ILAMB intake Catalog

01 Dec 2022 - Nathan Collier

We are pleased to announce that the reference datasets that we have reprocessed and can be mass downloaded via ilamb-fetch are now also available as an intake catalog. Intake is a lightweight set of python tools for loading and sharing data in data science projects. It allows you to write python code referencing the ILAMB datasets by name, and then intake manages the download, using cached versions if available on your system.

In order to use this catalog, first install intake. Then you can simply load the catalog in your python script by pointing to the remote file on Github.

import intake
cat = intake.open_catalog("https://raw.githubusercontent.com/nocollier/intake-ilamb/main/ilamb.yaml")

You can see a list of all the data source entries by typing print(list(cat)) or you can treat the catalog as a dictionary. Here I start to reference an entry by opening a square bracket and starting to type gpp afterwhich I hit my tab key. This will show you all the sources that start with these characters allowing simple searches by variable name. When possible we have used the CMOR names of variables.

cat['gpp<TAB>
            gpp | FLUXCOM    
            gpp | FLUXNET2015
            gpp | WECANN     

By selecting a key relating to the dataset we wish to use, we get back an intake data source object (the variable src below). The source objects have instructions embedded in them for automatically downloading the data when you use the read() method.

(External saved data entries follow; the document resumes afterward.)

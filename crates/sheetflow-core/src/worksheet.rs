//! Worksheet: a single sheet of cells with its attached tables
//!
//! The worksheet owns all cell state plus the sheet-scoped tables that move
//! with structural edits: comments, merged regions, conditional-format
//! rules, and protection. Writes are gated by protection; the `*_unchecked`
//! variants bypass the gate for engine-internal relocation and undo restore.

use ahash::AHashMap;

use crate::cell::shift::{translate_position, ShiftOp, Translation};
use crate::cell::storage::{CellData, CellStorage};
use crate::comment::CellComment;
use crate::conditional_format::ConditionalFormatRule;
use crate::error::{Error, Result};
use crate::protection::SheetProtection;
use crate::{CellAddress, CellRange, CellValue};

/// A single worksheet
#[derive(Debug, Default)]
pub struct Worksheet {
    /// Sheet name
    name: String,

    /// Cell storage (values, styles, merged regions)
    storage: CellStorage,

    /// Cell comments, keyed by (row, col)
    comments: AHashMap<(u32, u16), CellComment>,

    /// Conditional formatting rules
    conditional_formats: Vec<ConditionalFormatRule>,

    /// Sheet protection settings
    protection: SheetProtection,
}

/// Cell-anchored state removed by a structural edit, handed back for undo
/// capture.
#[derive(Debug, Default)]
pub struct ShiftRemovals {
    /// Cells deleted or overwritten by the edit
    pub cells: Vec<(u32, u16, CellData)>,
    /// Comments whose anchor cell was deleted
    pub comments: Vec<(u32, u16, CellComment)>,
}
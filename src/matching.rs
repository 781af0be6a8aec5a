//! Approximate matching of item names to image groups.
//!
//! Authors name screenshots after the item they illustrate, but never quite
//! exactly: case differs, `/` becomes `_`, a word gets abbreviated. Matching
//! therefore works on a similarity score rather than equality.
//!
//! ## Score
//!
//! Both strings are [normalized](normalize) (lowercased, apostrophes
//! dropped, every other non-alphanumeric character turned into a space,
//! whitespace collapsed) and compared with a Ratcliff/Obershelp
//! sequence-alignment ratio: `2·M / (|a| + |b|)` where `M` is the number of
//! characters covered by recursively found longest common blocks. Identical
//! normalized strings score exactly `1.0`.
//!
//! A candidate is an [`AssetGroup`]; its score against an item is the best
//! score over the group's distinct labels.
//!
//! ## Assignment
//!
//! Assignment is global and greedy, not a per-item argmax. All
//! `(item, candidate)` pairs at or above the threshold are sorted by
//!
//! 1. score, descending
//! 2. candidate tie-break key (first raw filename), ascending
//! 3. item source order, ascending
//!
//! and claimed in that order; a pair is skipped when either side is already
//! taken. Two near-duplicate item names (`Setup DB`, `Setup DB v2`) therefore
//! cannot both grab the `Setup DB` screenshots: the better match wins it and
//! the other item falls through to its next-best candidate, if any.

use crate::assets::{AssetGroup, ImageAsset};
use crate::records::Item;
use serde::Serialize;
use std::cmp::Ordering;

/// Default acceptance threshold.
pub const DEFAULT_THRESHOLD: f64 = 0.70;

/// Normalize text for comparison.
pub fn normalize(text: &str) -> String {
    let mut out = String::with_capacity(text.len());
    let mut pending_space = false;
    for c in text.chars() {
        if c == '\'' || c == '\u{2019}' {
            continue;
        }
        if c.is_alphanumeric() {
            if pending_space && !out.is_empty() {
                out.push(' ');
            }
            pending_space = false;
            out.extend(c.to_lowercase());
        } else {
            pending_space = true;
        }
    }
    out
}

/// Sequence-alignment similarity of two already-normalized strings, in `[0, 1]`.
pub fn similarity(a: &str, b: &str) -> f64 {
    let a: Vec<char> = a.chars().collect();
    let b: Vec<char> = b.chars().collect();
    let total = a.len() + b.len();
    if total == 0 {
        return 1.0;
    }
    2.0 * matching_characters(&a, &b) as f64 / total as f64
}

/// Characters covered by recursively found longest common blocks.
fn matching_characters(a: &[char], b: &[char]) -> usize {
    let mut matched = 0;
    let mut pending = vec![(0, a.len(), 0, b.len())];

    while let Some((alo, ahi, blo, bhi)) = pending.pop() {
        let (i, j, k) = longest_block(&a[alo..ahi], &b[blo..bhi]);
        if k == 0 {
            continue;
        }
        matched += k;
        let (i, j) = (alo + i, blo + j);
        if alo < i && blo < j {
            pending.push((alo, i, blo, j));
        }
        if i + k < ahi && j + k < bhi {
            pending.push((i + k, ahi, j + k, bhi));
        }
    }

    matched
}

/// Longest common contiguous block `(start_a, start_b, len)`.
///
/// Among equally long blocks the one starting earliest in `a`, then in `b`,
/// wins.
fn longest_block(a: &[char], b: &[char]) -> (usize, usize, usize) {
    let mut best = (0, 0, 0);
    let mut prev = vec![0usize; b.len() + 1];
    let mut cur = vec![0usize; b.len() + 1];

    for (i, ca) in a.iter().enumerate() {
        for (j, cb) in b.iter().enumerate() {
            cur[j + 1] = if ca == cb { prev[j] + 1 } else { 0 };
            let k = cur[j + 1];
            if k > best.2 {
                best = (i + 1 - k, j + 1 - k, k);
            }
        }
        std::mem::swap(&mut prev, &mut cur);
    }

    best
}

/// Something an item can be matched against.
#[derive(Debug, Clone, PartialEq)]
pub struct MatchCandidate {
    /// Raw labels; each is normalized before scoring.
    pub labels: Vec<String>,
    /// Equal scores are resolved in ascending order of this key.
    pub tie_break: String,
}

impl MatchCandidate {
    pub fn from_group(group: &AssetGroup) -> Self {
        Self {
            labels: group.labels().into_iter().map(String::from).collect(),
            tie_break: group.first_filename().to_string(),
        }
    }

    /// A single-label candidate whose tie-break key is the label itself.
    pub fn from_stem(stem: &str) -> Self {
        Self {
            labels: vec![stem.to_string()],
            tie_break: stem.to_string(),
        }
    }
}

#[derive(Debug, Clone, Copy, PartialEq, Serialize)]
pub struct Scored {
    /// Index into the candidate list.
    pub candidate: usize,
    /// Index into the candidate's labels of the label that scored best.
    pub label: usize,
    pub score: f64,
}

/// The matcher's verdict for one item.
#[derive(Debug, Clone, PartialEq, Serialize)]
pub struct Assignment {
    /// Index into the item list.
    pub item: usize,
    /// Claimed candidate and winning score.
    pub matched: Option<Scored>,
    /// Best-scoring candidate regardless of threshold or claims.
    pub best: Option<Scored>,
}

#[derive(Debug, Clone, PartialEq, Serialize)]
pub struct MatchOutcome {
    /// One entry per item, in item order.
    pub assignments: Vec<Assignment>,
    /// Candidate indices no item claimed, ascending.
    pub unclaimed: Vec<usize>,
}

impl MatchOutcome {
    pub fn matched_count(&self) -> usize {
        self.assignments.iter().filter(|a| a.matched.is_some()).count()
    }

    pub fn unmatched(&self) -> impl Iterator<Item = &Assignment> {
        self.assignments.iter().filter(|a| a.matched.is_none())
    }
}

/// Assign candidates to items. Deterministic for identical inputs.
pub fn assign(items: &[Item], candidates: &[MatchCandidate], threshold: f64) -> MatchOutcome {
    let normalized_candidates: Vec<Vec<String>> = candidates
        .iter()
        .map(|c| c.labels.iter().map(|l| normalize(l)).collect())
        .collect();

    let mut best: Vec<Option<Scored>> = vec![None; items.len()];
    let mut pairs: Vec<(usize, usize, usize, f64)> = Vec::new();

    for (item_idx, item) in items.iter().enumerate() {
        let name = normalize(&item.name);
        for (cand_idx, labels) in normalized_candidates.iter().enumerate() {
            let (label_idx, score) = labels
                .iter()
                .map(|label| similarity(&name, label))
                .enumerate()
                .fold((0, 0.0_f64), |acc, (idx, score)| {
                    if score > acc.1 { (idx, score) } else { acc }
                });

            let better = match best[item_idx] {
                None => true,
                Some(current) => {
                    compare_pairs(
                        (item_idx, cand_idx, score),
                        (item_idx, current.candidate, current.score),
                        candidates,
                    ) == Ordering::Less
                }
            };
            if better {
                best[item_idx] = Some(Scored {
                    candidate: cand_idx,
                    label: label_idx,
                    score,
                });
            }

            if score >= threshold {
                pairs.push((item_idx, cand_idx, label_idx, score));
            }
        }
    }

    pairs.sort_by(|x, y| compare_pairs((x.0, x.1, x.3), (y.0, y.1, y.3), candidates));

    let mut item_taken: Vec<Option<Scored>> = vec![None; items.len()];
    let mut candidate_taken = vec![false; candidates.len()];
    for (item_idx, cand_idx, label_idx, score) in pairs {
        if item_taken[item_idx].is_some() || candidate_taken[cand_idx] {
            continue;
        }
        item_taken[item_idx] = Some(Scored {
            candidate: cand_idx,
            label: label_idx,
            score,
        });
        candidate_taken[cand_idx] = true;
    }

    let assignments = item_taken
        .into_iter()
        .zip(best)
        .enumerate()
        .map(|(item, (matched, best))| Assignment {
            item,
            matched,
            best,
        })
        .collect();

    let unclaimed = candidate_taken
        .iter()
        .enumerate()
        .filter(|(_, taken)| !**taken)
        .map(|(idx, _)| idx)
        .collect();

    MatchOutcome {
        assignments,
        unclaimed,
    }
}

/// Claim order: score desc, tie-break key asc, item order asc.
fn compare_pairs(
    (item_x, cand_x, score_x): (usize, usize, f64),
    (item_y, cand_y, score_y): (usize, usize, f64),
    candidates: &[MatchCandidate],
) -> Ordering {
    score_y
        .total_cmp(&score_x)
        .then_with(|| candidates[cand_x].tie_break.cmp(&candidates[cand_y].tie_break))
        .then_with(|| cand_x.cmp(&cand_y))
        .then_with(|| item_x.cmp(&item_y))
}

/// An item together with the images it was matched to.
#[derive(Debug, Clone, PartialEq)]
pub struct MatchResult {
    pub item: Item,
    /// Display-ordered images; empty when nothing matched.
    pub images: Vec<ImageAsset>,
    pub score: Option<f64>,
}

/// Join a match outcome back onto items and groups.
pub fn attach_images(items: &[Item], groups: &[AssetGroup], outcome: &MatchOutcome) -> Vec<MatchResult> {
    items
        .iter()
        .zip(&outcome.assignments)
        .map(|(item, assignment)| match assignment.matched {
            Some(Scored { candidate, score, .. }) => MatchResult {
                item: item.clone(),
                images: groups[candidate].assets.clone(),
                score: Some(score),
            },
            None => MatchResult {
                item: item.clone(),
                images: Vec::new(),
                score: None,
            },
        })
        .collect()
}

src = cat['gpp | FLUXCOM']
%time gpp = src.read()  # 9.84 [s]

The first time you read a dataset on a given system, you will be downloading the data. The above read() took almost 10 seconds. However, on subsequent calls, intake manages a cache and the data will be read much faster and locally from your system. Each data source in this catalog will return a xarray dataset to you that you can then use in your analysis scripts.

print(gpp)
<xarray.Dataset>
Dimensions:      (time: 408, nb: 2, lat: 360, lon: 720)
Coordinates:
  * time         (time) object 1980-01-16 12:00:00 ... 2013-12-16 12:00:00
  * lat          (lat) float64 89.75 89.25 88.75 88.25 ... -88.75 -89.25 -89.75
  * lon          (lon) float64 -179.8 -179.2 -178.8 -178.2 ... 178.8 179.2 179.8
Dimensions without coordinates: nb
Data variables:
    time_bounds  (time, nb) object 1980-01-01 00:00:00 ... 2014-01-01 00:00:00
    gpp          (time, lat, lon) float32 9.969e+36 9.969e+36 ... 9.969e+36
Attributes:
    title:         FLUXCOM (RS+METEO) Global Land Carbon Fluxes using CRUNCEP...
    version:       1
    institutions:  Department Biogeochemical Integration, Max Planck Institut...
    source:        Data generated by Artificial Neural Networks and forced wi...
    history:       \n2020-08-25: downloaded source from ftp://ftp.bgc-jena.mp...
    references:    \n@ARTICLE{Jung2017,\n  author = {Jung, M., M. Reichstein,...
    comments:      \ntime_period: 1980-01 through 2013-12; temporal_resolutio...
    convention:    CF-1.8

This allows you to write analysis scripts utilizing ILAMB data that will run anywhere with a connection to the internet without the need to setup and separately download the data.